■ Your goal: The entries below contain a line with "stores and storage" and a line with "Default, PartialEq, Eq, Serialize, Deserialize)]". Retype exactly everything from the first down to the second, both included, and nothing else.

■ Data shown:
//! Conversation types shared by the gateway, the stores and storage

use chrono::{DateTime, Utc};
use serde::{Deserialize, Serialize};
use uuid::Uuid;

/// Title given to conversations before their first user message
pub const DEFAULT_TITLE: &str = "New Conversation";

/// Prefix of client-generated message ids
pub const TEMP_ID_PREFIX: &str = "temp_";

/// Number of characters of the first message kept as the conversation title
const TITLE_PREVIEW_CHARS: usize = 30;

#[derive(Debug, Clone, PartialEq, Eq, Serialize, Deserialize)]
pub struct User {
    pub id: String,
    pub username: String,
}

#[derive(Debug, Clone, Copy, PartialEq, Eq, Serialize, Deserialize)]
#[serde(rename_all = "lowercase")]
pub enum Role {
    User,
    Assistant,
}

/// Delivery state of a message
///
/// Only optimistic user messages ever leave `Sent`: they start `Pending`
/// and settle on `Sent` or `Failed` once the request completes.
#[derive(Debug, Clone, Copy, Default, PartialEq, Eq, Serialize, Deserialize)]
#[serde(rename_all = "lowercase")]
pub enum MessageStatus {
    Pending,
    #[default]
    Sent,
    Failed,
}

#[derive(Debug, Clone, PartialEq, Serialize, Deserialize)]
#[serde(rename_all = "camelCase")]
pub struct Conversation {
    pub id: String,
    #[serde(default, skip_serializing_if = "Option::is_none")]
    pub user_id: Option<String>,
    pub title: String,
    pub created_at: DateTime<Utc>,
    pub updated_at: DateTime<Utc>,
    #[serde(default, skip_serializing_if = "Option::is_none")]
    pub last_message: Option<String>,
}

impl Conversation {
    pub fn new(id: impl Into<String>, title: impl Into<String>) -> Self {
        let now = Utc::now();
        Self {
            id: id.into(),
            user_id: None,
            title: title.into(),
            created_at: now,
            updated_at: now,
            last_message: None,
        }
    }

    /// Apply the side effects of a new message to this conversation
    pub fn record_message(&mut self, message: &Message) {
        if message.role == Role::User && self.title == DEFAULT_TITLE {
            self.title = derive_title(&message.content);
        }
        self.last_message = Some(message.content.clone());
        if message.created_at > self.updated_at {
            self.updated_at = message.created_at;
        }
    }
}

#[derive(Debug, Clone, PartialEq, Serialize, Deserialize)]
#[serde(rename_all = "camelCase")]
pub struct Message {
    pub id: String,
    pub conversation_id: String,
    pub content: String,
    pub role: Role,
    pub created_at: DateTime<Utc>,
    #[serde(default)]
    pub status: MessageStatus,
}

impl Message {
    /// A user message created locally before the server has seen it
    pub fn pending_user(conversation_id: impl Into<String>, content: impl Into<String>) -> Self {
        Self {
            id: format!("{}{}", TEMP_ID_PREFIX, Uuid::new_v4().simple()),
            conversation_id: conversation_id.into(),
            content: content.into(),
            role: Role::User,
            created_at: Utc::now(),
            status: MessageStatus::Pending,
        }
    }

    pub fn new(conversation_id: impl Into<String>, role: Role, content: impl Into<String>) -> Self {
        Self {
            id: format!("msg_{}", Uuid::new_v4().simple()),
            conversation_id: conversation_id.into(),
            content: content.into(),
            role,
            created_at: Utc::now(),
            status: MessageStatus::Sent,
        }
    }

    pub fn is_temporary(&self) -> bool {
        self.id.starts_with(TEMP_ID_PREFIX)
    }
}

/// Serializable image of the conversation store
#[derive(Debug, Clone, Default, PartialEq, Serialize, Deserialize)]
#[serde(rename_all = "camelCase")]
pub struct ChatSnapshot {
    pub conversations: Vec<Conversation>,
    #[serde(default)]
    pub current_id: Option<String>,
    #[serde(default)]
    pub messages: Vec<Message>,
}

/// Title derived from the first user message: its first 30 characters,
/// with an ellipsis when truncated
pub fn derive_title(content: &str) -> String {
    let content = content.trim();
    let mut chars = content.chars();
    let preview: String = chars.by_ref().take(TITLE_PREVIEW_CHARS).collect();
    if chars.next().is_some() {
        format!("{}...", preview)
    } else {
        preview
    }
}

---

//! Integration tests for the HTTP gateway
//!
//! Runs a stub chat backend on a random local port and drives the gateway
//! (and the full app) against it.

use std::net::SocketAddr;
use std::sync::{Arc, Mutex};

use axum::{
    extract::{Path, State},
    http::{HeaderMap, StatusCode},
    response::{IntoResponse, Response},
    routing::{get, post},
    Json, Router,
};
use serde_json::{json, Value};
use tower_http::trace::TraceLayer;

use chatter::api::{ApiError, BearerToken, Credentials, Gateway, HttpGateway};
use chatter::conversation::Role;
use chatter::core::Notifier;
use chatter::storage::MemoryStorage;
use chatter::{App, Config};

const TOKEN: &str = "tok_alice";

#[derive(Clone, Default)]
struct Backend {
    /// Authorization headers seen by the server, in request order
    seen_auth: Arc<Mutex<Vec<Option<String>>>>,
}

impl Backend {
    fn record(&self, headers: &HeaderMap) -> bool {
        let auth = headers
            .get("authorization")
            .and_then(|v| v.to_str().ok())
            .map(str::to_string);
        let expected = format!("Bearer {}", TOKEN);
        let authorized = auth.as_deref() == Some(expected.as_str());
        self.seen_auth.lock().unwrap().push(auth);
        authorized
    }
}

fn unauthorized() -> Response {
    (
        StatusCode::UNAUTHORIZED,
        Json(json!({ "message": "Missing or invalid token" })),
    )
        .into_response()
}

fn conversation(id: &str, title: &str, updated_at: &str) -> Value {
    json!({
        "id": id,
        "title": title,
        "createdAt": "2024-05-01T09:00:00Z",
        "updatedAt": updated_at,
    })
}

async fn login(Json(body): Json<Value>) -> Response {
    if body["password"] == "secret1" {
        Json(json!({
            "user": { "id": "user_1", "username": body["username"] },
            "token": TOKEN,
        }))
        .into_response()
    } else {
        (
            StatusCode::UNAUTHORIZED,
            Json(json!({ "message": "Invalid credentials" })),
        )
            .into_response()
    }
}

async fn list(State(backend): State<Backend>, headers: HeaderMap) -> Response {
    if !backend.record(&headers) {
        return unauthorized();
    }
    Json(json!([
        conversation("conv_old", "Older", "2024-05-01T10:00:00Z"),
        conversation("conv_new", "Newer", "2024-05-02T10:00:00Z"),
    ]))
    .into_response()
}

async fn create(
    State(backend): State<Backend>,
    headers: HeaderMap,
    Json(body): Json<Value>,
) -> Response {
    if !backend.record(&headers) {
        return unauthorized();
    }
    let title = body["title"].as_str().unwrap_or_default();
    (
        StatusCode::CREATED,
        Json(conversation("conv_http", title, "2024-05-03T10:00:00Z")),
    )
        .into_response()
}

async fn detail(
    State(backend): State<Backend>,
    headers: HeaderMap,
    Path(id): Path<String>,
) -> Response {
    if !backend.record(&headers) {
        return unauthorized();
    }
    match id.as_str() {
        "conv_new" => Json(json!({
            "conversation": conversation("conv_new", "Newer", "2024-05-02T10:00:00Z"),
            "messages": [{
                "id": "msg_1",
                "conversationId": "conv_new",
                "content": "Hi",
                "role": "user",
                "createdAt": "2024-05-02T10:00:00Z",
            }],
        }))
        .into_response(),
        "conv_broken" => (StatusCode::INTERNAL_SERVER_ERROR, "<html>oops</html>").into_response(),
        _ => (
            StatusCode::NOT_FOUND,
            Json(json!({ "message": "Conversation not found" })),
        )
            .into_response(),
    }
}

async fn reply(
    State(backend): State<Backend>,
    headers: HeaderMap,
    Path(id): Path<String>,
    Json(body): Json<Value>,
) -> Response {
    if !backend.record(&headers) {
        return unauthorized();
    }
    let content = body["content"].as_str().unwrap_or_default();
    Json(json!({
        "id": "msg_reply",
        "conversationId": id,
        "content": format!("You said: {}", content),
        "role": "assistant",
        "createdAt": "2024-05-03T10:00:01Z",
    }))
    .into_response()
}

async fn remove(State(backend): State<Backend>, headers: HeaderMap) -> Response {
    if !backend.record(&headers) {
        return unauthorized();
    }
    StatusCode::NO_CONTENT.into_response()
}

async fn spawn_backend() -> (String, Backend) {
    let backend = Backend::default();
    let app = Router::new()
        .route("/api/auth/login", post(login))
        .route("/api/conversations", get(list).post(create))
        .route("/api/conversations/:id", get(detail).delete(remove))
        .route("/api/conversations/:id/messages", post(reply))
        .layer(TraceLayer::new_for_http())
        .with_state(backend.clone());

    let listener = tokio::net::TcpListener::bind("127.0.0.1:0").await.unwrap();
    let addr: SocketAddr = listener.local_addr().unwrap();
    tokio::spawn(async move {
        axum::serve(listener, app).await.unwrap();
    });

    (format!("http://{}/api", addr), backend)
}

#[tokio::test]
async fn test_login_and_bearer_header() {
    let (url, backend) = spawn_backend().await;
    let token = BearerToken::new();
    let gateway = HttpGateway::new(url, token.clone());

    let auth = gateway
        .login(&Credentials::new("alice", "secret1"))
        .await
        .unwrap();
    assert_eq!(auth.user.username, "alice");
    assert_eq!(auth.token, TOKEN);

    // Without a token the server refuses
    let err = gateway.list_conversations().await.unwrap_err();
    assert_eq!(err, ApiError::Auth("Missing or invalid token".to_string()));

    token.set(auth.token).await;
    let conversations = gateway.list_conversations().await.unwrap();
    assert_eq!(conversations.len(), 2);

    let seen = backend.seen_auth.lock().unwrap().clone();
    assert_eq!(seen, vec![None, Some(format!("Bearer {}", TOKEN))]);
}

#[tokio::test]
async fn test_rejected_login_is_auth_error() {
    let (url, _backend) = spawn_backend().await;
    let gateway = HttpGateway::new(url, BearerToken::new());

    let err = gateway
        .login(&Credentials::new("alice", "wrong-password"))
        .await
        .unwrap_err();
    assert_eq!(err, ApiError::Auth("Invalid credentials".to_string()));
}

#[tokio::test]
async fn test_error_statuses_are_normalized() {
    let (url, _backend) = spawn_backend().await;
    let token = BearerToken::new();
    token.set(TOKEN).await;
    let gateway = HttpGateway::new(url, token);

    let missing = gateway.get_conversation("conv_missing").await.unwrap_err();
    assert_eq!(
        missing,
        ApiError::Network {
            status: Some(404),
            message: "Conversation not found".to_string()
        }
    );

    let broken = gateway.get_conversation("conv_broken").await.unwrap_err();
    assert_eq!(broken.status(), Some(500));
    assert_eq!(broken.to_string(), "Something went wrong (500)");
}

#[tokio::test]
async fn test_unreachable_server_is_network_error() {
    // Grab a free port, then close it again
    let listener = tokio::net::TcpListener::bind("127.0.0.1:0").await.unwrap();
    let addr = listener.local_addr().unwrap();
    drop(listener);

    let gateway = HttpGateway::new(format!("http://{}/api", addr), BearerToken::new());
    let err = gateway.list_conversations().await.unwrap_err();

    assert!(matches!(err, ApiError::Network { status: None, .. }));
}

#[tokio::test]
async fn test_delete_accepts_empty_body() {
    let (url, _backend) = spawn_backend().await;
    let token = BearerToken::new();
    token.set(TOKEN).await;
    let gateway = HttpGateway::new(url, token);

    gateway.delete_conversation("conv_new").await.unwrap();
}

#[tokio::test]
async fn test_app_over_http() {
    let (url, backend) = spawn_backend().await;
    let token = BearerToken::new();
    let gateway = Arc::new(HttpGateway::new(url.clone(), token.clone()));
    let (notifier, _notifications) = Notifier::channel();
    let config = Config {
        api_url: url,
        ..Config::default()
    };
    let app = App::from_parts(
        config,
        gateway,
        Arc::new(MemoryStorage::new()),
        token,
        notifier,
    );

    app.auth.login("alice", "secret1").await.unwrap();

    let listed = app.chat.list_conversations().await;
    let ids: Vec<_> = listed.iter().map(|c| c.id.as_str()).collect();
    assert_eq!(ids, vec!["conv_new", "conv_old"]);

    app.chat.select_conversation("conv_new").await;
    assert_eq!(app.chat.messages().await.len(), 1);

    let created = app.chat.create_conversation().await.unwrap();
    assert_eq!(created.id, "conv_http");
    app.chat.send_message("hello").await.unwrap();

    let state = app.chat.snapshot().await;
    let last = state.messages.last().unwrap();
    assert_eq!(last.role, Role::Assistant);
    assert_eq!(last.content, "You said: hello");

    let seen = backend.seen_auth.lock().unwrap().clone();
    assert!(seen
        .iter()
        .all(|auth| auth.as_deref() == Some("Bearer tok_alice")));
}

--

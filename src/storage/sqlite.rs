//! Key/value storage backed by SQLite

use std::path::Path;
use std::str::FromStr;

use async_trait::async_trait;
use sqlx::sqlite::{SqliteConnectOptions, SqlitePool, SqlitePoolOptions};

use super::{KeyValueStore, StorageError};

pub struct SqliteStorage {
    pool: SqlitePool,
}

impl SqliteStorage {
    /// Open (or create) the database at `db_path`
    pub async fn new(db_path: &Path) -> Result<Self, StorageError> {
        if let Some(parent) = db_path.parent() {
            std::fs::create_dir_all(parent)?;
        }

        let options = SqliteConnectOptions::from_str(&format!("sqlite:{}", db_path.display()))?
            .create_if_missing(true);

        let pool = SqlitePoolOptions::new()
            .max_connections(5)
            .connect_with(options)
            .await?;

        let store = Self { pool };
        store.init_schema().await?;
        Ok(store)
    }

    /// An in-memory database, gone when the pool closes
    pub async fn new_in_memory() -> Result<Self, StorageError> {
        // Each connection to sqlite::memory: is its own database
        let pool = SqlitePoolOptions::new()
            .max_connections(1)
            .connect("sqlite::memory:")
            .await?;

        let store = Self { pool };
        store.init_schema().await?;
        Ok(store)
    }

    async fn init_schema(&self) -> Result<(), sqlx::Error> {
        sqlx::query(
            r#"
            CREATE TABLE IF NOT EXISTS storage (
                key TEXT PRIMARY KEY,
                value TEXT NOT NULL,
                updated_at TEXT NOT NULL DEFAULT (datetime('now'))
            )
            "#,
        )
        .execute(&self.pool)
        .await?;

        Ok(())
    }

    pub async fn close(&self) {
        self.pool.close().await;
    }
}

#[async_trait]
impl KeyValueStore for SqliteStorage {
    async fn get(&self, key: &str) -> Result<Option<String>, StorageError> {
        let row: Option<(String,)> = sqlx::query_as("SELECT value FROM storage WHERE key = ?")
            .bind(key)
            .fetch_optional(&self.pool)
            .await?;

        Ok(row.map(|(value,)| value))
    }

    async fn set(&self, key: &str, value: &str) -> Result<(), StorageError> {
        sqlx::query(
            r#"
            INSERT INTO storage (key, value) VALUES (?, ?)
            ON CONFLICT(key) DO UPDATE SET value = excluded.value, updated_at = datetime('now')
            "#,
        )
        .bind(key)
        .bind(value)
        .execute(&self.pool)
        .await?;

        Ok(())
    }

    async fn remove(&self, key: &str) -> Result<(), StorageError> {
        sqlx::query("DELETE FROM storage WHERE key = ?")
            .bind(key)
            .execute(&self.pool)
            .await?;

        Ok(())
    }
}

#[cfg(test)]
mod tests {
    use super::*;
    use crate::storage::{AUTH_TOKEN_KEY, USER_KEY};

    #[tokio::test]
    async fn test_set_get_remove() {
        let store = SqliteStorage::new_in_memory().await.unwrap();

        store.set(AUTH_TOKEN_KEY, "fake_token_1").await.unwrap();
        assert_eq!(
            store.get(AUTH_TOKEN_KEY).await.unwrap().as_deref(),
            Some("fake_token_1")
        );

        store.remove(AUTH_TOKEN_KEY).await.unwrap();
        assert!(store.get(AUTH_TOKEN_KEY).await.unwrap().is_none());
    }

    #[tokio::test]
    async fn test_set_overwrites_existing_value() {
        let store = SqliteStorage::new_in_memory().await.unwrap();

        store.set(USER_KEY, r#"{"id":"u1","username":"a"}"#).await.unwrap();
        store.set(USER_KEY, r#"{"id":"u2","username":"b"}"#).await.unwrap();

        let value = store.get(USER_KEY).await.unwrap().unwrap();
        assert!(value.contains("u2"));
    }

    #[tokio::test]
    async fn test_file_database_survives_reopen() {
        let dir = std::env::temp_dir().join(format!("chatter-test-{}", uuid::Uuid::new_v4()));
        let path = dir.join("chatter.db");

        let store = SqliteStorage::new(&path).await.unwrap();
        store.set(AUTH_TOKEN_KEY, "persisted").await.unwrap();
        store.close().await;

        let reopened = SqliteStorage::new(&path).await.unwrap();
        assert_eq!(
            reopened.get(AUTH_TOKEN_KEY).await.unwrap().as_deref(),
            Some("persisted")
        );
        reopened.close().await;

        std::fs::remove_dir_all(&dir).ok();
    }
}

■ Response to the task:
//! Conversation types shared by the gateway, the stores and storage

use chrono::{DateTime, Utc};
use serde::{Deserialize, Serialize};
use uuid::Uuid;

/// Title given to conversations before their first user message
pub const DEFAULT_TITLE: &str = "New Conversation";

/// Prefix of client-generated message ids
pub const TEMP_ID_PREFIX: &str = "temp_";

/// Number of characters of the first message kept as the conversation title
const TITLE_PREVIEW_CHARS: usize = 30;

#[derive(Debug, Clone, PartialEq, Eq, Serialize, Deserialize)]
pub struct User {
    pub id: String,
    pub username: String,
}

#[derive(Debug, Clone, Copy, PartialEq, Eq, Serialize, Deserialize)]
#[serde(rename_all = "lowercase")]
pub enum Role {
    User,
    Assistant,
}

/// Delivery state of a message
///
/// Only optimistic user messages ever leave `Sent`: they start `Pending`
/// and settle on `Sent` or `Failed` once the request completes.
#[derive(Debug, Clone, Copy, Default, PartialEq, Eq, Serialize, Deserialize)]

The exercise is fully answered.